## YOUR ASSIGNMENT
Look through the data below for the line with "for prefix in" and the line with "it, parents first.", then output those two and all lines in between, exactly as written.

[Dataset excerpts]
━━━━━━━━━━━━━━━━━━━━

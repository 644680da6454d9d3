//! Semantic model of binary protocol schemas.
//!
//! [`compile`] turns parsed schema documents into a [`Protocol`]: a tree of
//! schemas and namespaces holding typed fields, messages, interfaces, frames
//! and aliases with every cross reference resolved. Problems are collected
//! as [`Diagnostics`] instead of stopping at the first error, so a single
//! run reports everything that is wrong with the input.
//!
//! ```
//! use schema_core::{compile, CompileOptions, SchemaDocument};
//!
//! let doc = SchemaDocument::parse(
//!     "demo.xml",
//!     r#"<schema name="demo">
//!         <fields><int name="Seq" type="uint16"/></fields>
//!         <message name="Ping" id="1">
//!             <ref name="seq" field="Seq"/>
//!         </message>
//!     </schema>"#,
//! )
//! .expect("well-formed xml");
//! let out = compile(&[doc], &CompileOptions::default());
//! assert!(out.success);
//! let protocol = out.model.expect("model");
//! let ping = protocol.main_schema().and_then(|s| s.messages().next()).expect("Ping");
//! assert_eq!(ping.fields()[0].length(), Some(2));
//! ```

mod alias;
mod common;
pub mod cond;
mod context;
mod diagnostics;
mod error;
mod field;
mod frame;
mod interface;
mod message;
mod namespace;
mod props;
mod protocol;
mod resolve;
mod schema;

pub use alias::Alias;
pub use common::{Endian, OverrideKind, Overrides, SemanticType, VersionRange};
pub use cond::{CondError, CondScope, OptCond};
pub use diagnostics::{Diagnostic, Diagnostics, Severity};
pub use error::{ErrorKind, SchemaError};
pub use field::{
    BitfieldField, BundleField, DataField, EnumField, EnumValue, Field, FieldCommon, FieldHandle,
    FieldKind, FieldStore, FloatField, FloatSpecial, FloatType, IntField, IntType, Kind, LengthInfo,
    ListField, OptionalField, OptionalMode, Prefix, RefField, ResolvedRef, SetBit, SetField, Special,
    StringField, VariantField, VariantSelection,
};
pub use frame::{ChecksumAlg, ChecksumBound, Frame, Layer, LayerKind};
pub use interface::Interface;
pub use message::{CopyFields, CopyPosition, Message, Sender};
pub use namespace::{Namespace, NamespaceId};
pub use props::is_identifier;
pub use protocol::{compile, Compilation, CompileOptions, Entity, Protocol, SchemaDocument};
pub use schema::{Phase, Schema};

━━━━━━━━━━━━━━━━━━━━

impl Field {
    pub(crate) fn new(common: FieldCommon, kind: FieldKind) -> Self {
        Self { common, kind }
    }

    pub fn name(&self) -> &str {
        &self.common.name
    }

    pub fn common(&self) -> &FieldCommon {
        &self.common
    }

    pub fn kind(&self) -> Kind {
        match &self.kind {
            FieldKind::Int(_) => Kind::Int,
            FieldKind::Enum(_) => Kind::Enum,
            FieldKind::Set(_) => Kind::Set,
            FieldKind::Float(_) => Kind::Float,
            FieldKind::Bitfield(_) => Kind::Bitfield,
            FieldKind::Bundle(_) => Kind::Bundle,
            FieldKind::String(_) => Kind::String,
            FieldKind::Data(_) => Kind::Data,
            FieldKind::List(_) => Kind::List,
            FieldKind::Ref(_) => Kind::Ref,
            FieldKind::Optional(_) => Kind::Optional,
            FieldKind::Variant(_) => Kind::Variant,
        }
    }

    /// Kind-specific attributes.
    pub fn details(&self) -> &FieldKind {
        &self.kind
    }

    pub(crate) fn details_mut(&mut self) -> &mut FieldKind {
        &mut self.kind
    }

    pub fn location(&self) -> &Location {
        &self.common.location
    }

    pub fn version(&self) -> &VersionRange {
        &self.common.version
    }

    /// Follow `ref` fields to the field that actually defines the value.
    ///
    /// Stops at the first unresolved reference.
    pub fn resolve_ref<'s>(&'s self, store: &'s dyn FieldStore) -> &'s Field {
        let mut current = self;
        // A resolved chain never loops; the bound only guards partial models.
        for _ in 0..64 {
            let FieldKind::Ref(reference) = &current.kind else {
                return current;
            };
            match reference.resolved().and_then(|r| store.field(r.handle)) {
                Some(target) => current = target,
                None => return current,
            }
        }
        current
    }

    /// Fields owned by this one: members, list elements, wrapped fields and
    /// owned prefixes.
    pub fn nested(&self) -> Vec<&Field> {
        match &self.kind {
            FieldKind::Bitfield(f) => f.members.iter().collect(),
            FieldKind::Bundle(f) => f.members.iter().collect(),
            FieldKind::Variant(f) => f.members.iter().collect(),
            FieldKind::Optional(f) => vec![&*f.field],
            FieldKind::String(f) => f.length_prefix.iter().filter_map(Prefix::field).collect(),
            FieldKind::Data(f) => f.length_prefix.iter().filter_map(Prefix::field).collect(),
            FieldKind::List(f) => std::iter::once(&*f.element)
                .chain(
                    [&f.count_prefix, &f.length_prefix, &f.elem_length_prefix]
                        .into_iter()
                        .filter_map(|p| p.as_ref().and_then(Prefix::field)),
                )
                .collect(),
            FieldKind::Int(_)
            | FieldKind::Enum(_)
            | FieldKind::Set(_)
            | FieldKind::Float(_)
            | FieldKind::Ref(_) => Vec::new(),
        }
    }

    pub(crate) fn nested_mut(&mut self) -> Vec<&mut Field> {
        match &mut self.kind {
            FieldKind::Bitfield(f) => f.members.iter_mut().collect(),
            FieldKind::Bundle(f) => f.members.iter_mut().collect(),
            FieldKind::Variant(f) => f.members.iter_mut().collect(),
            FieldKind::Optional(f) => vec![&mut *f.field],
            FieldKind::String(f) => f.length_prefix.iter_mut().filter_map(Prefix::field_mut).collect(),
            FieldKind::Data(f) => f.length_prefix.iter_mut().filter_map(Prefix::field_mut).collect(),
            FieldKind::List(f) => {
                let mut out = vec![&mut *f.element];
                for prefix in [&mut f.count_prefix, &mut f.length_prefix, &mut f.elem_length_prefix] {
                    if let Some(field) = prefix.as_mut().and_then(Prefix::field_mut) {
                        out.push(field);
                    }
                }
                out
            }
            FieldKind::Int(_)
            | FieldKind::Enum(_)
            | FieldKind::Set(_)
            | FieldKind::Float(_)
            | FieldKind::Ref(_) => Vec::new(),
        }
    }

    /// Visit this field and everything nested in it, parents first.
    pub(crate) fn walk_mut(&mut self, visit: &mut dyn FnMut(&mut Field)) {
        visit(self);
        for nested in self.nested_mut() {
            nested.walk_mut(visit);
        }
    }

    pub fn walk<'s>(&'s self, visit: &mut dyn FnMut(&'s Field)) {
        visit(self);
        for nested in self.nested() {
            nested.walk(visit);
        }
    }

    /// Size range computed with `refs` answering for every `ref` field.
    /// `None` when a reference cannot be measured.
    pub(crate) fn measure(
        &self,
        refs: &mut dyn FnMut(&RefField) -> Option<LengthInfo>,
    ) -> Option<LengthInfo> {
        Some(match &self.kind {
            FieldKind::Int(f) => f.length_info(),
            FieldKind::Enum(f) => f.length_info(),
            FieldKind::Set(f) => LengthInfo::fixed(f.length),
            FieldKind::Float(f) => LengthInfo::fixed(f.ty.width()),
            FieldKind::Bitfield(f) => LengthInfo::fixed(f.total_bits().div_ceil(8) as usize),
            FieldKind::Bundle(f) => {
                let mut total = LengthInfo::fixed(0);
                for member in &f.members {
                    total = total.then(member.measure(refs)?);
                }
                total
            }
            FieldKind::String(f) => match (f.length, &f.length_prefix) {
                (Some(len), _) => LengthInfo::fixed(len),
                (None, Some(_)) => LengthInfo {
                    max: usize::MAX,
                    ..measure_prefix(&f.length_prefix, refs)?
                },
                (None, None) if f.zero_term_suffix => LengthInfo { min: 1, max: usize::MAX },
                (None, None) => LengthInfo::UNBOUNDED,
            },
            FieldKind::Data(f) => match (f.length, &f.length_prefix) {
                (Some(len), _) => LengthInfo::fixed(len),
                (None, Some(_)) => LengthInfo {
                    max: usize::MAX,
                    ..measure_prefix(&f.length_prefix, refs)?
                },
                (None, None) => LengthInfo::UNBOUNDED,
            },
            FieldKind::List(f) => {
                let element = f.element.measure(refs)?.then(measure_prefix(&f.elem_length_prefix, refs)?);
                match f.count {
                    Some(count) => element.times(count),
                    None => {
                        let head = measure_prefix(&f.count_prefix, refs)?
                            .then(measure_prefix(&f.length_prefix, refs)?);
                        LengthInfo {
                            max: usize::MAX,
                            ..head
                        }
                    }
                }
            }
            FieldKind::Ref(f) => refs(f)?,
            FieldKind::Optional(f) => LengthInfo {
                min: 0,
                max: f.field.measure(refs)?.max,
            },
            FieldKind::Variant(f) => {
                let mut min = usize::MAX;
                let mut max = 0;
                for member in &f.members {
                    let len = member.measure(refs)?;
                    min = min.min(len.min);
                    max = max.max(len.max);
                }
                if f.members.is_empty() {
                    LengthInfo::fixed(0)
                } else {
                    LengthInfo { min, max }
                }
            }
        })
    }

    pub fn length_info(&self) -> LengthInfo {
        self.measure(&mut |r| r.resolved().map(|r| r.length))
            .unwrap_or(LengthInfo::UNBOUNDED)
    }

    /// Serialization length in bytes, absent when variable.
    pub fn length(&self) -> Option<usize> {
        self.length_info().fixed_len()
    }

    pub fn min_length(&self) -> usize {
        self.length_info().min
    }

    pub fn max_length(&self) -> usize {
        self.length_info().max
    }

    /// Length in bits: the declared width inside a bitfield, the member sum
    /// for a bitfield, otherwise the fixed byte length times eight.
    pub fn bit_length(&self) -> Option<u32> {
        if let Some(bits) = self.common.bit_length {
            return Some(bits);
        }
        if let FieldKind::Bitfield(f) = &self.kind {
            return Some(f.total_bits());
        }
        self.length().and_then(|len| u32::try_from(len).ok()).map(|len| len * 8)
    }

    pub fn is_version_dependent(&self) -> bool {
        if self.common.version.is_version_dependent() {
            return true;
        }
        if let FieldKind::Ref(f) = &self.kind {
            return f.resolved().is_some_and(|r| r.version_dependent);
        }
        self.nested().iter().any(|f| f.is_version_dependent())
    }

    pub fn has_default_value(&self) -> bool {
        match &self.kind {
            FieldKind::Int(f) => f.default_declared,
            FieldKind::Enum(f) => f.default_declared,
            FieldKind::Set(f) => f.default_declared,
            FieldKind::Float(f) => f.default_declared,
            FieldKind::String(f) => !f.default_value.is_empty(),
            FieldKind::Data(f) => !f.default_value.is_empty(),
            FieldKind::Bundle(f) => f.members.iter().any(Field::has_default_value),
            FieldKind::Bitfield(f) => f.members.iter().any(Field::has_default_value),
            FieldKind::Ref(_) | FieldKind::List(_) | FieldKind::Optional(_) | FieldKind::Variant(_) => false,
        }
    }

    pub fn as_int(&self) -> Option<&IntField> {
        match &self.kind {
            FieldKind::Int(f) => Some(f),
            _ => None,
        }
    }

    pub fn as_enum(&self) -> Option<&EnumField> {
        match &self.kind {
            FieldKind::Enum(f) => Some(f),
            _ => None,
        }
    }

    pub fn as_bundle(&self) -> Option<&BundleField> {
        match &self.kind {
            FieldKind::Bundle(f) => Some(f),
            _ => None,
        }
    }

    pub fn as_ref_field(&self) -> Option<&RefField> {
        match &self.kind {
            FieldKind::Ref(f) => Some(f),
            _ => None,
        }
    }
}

━━━━━━━━━━━━━━━━━━━━

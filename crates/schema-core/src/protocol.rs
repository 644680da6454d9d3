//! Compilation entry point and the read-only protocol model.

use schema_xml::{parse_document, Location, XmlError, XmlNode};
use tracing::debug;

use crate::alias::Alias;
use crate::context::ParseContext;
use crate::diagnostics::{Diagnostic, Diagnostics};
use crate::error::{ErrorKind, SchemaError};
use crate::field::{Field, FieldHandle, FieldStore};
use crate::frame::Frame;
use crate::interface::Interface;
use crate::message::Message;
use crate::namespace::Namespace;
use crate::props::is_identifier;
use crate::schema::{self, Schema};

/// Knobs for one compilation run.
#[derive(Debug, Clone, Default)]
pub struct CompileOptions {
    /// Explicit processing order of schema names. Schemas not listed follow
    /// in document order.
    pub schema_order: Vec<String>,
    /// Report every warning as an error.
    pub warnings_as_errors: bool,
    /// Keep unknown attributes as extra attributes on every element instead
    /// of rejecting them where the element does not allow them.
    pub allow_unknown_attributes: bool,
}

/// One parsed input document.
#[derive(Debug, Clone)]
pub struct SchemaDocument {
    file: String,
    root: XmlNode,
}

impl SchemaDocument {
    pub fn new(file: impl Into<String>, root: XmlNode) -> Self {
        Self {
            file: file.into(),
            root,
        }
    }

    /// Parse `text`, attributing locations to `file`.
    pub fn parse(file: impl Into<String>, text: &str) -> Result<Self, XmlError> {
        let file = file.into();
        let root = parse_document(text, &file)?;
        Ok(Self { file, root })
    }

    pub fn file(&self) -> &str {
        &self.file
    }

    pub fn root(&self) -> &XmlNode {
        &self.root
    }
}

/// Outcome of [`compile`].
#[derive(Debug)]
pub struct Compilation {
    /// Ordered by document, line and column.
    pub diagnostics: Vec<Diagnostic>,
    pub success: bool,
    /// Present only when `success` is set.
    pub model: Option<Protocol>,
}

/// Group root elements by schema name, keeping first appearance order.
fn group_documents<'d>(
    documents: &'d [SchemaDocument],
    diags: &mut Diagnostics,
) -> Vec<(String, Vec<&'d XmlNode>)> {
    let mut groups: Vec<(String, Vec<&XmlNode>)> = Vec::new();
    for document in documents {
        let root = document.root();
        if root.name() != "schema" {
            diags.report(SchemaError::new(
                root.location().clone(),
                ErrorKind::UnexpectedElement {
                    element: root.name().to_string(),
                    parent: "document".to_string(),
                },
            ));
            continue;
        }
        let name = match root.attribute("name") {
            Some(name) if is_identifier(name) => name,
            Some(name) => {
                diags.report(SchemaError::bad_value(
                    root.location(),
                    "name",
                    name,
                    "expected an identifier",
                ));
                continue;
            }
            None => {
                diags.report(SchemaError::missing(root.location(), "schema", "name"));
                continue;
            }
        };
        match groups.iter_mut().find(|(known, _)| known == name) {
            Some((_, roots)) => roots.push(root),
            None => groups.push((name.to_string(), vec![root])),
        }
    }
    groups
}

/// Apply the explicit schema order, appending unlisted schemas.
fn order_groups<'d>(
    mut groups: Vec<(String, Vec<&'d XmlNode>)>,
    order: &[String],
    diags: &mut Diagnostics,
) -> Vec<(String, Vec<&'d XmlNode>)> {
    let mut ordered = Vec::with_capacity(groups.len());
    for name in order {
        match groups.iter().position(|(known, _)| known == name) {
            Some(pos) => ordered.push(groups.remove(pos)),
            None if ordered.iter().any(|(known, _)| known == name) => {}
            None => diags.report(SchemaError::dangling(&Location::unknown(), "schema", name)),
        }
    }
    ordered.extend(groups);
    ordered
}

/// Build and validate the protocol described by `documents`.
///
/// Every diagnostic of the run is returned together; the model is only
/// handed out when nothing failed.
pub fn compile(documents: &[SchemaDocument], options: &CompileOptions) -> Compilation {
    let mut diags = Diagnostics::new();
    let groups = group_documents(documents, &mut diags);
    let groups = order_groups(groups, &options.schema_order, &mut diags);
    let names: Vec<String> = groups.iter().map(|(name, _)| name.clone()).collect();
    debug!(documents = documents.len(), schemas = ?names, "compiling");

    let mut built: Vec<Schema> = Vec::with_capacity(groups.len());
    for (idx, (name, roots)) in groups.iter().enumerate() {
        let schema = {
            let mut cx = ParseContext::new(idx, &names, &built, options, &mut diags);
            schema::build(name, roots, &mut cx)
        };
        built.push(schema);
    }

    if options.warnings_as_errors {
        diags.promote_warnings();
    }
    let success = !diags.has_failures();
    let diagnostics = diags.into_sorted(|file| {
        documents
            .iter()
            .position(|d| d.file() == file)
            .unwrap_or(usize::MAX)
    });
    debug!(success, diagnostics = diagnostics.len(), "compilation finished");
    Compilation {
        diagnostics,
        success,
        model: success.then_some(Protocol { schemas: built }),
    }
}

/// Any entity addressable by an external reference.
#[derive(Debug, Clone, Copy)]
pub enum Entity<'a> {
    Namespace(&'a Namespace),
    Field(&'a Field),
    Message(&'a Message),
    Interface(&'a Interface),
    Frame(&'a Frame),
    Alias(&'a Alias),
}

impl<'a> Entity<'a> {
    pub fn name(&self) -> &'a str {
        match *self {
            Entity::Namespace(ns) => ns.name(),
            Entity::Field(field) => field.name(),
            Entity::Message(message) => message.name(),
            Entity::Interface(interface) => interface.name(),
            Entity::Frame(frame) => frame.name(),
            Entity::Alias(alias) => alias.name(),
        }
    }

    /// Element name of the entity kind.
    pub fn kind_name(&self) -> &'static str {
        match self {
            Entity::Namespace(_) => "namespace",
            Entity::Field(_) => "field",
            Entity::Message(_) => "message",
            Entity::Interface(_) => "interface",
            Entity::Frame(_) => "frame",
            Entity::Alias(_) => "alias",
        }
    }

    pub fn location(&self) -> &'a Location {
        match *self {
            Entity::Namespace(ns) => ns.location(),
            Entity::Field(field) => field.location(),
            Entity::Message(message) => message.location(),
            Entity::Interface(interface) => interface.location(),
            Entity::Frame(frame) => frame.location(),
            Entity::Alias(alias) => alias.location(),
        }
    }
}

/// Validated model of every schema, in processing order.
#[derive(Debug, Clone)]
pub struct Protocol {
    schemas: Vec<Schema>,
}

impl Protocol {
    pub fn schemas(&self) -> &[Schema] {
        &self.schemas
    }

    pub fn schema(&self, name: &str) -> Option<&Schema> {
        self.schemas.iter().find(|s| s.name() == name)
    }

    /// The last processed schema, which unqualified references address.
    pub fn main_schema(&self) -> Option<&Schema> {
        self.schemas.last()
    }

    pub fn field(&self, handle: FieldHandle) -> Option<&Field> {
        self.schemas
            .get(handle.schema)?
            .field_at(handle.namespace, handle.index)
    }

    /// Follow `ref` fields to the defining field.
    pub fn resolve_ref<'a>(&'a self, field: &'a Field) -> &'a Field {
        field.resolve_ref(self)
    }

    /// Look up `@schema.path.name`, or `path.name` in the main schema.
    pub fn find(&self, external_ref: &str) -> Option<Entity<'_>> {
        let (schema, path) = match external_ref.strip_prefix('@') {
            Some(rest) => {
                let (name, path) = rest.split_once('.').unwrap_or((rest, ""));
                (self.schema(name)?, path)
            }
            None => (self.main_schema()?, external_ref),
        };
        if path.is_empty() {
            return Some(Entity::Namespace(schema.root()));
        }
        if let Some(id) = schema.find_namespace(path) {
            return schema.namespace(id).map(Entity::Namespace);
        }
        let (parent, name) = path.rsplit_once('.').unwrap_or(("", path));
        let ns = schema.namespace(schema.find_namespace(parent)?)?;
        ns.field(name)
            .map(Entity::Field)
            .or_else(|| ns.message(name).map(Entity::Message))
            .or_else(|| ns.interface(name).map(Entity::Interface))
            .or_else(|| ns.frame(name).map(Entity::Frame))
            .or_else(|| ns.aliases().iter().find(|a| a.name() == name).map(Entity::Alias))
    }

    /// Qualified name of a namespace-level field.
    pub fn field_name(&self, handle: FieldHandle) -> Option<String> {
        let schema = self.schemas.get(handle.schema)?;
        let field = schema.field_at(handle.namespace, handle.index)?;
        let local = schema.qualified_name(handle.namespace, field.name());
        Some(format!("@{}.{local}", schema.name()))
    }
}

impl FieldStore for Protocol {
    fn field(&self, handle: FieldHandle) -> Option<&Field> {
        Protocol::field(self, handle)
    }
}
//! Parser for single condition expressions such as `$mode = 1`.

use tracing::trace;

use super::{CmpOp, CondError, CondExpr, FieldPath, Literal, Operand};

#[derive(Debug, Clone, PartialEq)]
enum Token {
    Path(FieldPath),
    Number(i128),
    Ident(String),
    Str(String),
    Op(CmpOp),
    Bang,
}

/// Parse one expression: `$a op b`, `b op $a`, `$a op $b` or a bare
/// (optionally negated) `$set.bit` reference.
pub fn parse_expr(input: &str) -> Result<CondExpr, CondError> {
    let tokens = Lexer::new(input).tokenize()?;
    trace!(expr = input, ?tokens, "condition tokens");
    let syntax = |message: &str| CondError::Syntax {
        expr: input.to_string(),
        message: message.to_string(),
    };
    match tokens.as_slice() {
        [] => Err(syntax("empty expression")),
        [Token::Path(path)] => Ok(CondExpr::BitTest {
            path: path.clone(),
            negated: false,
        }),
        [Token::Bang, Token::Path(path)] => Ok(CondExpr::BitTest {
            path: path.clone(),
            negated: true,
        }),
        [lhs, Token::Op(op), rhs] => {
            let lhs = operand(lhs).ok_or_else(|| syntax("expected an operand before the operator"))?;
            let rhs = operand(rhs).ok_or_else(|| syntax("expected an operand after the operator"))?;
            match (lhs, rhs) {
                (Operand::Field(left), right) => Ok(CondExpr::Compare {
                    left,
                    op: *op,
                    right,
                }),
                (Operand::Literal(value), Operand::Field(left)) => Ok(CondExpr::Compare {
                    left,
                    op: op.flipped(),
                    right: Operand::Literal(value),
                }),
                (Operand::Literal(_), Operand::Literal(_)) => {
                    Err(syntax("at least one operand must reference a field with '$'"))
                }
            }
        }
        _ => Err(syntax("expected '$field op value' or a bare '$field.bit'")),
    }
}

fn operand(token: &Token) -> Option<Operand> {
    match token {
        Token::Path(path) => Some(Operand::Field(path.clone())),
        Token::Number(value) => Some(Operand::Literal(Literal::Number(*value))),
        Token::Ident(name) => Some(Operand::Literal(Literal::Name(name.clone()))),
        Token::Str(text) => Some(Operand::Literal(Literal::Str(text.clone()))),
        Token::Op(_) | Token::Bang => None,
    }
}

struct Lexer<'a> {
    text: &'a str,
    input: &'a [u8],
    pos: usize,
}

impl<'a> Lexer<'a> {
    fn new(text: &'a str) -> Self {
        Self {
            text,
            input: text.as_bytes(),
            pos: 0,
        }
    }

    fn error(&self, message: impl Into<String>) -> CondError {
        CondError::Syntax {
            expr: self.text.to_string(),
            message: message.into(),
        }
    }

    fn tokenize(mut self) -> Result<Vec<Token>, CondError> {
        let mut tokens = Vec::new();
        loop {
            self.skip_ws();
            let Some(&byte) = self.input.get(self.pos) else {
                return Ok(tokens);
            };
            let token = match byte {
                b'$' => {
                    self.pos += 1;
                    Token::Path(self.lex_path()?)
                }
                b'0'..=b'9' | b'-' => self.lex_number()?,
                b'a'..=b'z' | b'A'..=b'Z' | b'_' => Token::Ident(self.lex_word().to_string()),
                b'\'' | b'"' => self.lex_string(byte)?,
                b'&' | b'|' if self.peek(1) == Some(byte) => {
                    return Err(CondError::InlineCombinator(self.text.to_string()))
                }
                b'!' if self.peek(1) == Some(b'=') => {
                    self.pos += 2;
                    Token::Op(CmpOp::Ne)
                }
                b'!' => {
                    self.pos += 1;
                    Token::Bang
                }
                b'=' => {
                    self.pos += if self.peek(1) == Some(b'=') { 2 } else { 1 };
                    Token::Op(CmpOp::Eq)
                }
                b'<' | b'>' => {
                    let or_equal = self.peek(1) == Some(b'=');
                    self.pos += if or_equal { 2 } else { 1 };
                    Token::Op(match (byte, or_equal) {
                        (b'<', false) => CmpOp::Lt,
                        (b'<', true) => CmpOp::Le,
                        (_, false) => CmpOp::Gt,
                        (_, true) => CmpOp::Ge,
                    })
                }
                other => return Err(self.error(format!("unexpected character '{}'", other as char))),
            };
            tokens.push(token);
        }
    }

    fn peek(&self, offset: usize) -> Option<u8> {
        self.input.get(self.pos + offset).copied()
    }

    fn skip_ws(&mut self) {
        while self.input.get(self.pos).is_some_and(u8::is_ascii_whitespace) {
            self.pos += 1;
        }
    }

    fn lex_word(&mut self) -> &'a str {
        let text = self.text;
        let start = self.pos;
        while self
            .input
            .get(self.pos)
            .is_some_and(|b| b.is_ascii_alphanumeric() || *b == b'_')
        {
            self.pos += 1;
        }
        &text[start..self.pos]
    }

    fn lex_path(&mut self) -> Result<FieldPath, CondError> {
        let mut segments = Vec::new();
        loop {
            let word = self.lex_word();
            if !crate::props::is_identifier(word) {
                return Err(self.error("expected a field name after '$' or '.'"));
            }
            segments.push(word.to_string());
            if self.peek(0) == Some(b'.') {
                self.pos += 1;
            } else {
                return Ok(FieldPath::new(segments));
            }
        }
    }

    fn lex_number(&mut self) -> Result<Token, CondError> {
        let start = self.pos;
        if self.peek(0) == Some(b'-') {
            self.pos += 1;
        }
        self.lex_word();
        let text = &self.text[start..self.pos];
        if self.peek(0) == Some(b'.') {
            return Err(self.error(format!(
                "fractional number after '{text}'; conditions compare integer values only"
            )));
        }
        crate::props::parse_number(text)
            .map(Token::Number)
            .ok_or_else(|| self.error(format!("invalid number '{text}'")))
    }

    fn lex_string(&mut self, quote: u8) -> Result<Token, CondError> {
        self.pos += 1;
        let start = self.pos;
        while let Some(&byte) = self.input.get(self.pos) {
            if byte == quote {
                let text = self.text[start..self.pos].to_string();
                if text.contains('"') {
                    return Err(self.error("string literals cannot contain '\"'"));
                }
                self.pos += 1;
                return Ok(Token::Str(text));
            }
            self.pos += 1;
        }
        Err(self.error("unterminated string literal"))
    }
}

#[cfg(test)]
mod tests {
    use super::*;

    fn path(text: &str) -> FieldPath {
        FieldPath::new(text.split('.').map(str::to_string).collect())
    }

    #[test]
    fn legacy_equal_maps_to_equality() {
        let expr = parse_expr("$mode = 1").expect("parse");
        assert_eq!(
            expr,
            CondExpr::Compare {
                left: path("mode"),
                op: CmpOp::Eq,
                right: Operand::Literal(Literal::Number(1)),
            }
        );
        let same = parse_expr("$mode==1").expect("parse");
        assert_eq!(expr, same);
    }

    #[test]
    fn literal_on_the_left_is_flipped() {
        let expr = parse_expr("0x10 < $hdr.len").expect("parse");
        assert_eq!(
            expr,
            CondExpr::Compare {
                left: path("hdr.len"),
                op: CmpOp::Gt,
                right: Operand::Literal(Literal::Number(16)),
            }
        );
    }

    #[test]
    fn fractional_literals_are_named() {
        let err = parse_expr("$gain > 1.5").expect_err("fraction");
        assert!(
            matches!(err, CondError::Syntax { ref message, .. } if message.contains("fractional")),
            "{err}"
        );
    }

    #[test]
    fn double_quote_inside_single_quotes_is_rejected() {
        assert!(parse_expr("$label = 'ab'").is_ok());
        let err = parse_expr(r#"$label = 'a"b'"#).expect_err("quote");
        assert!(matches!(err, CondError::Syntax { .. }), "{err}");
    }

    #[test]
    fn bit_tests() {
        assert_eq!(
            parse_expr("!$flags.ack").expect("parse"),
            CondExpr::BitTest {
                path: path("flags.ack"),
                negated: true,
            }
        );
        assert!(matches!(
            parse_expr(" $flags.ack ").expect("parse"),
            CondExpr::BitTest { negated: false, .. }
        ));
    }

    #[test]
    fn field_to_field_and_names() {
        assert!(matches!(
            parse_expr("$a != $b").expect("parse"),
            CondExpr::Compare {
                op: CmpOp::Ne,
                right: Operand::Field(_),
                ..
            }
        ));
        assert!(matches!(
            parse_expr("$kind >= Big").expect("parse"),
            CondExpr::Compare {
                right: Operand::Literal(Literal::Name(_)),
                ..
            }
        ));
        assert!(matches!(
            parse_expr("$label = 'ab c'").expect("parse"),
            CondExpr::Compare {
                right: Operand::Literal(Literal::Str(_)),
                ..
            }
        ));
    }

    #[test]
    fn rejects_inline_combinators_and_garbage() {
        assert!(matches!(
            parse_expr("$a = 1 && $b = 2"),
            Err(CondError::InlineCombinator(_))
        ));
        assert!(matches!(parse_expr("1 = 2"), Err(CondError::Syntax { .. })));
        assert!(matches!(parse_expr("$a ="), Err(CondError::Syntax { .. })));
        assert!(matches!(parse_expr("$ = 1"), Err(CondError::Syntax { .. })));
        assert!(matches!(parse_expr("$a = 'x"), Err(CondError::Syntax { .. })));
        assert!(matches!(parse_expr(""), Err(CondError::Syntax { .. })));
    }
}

━━━━━━━━━━━━━━━━━━━━

## RESPONSE TO THE TASK
                for prefix in [&mut f.count_prefix, &mut f.length_prefix, &mut f.elem_length_prefix] {
                    if let Some(field) = prefix.as_mut().and_then(Prefix::field_mut) {
                        out.push(field);
                    }
                }
                out
            }
            FieldKind::Int(_)
            | FieldKind::Enum(_)
            | FieldKind::Set(_)
            | FieldKind::Float(_)
            | FieldKind::Ref(_) => Vec::new(),
        }
    }

    /// Visit this field and everything nested in it, parents first.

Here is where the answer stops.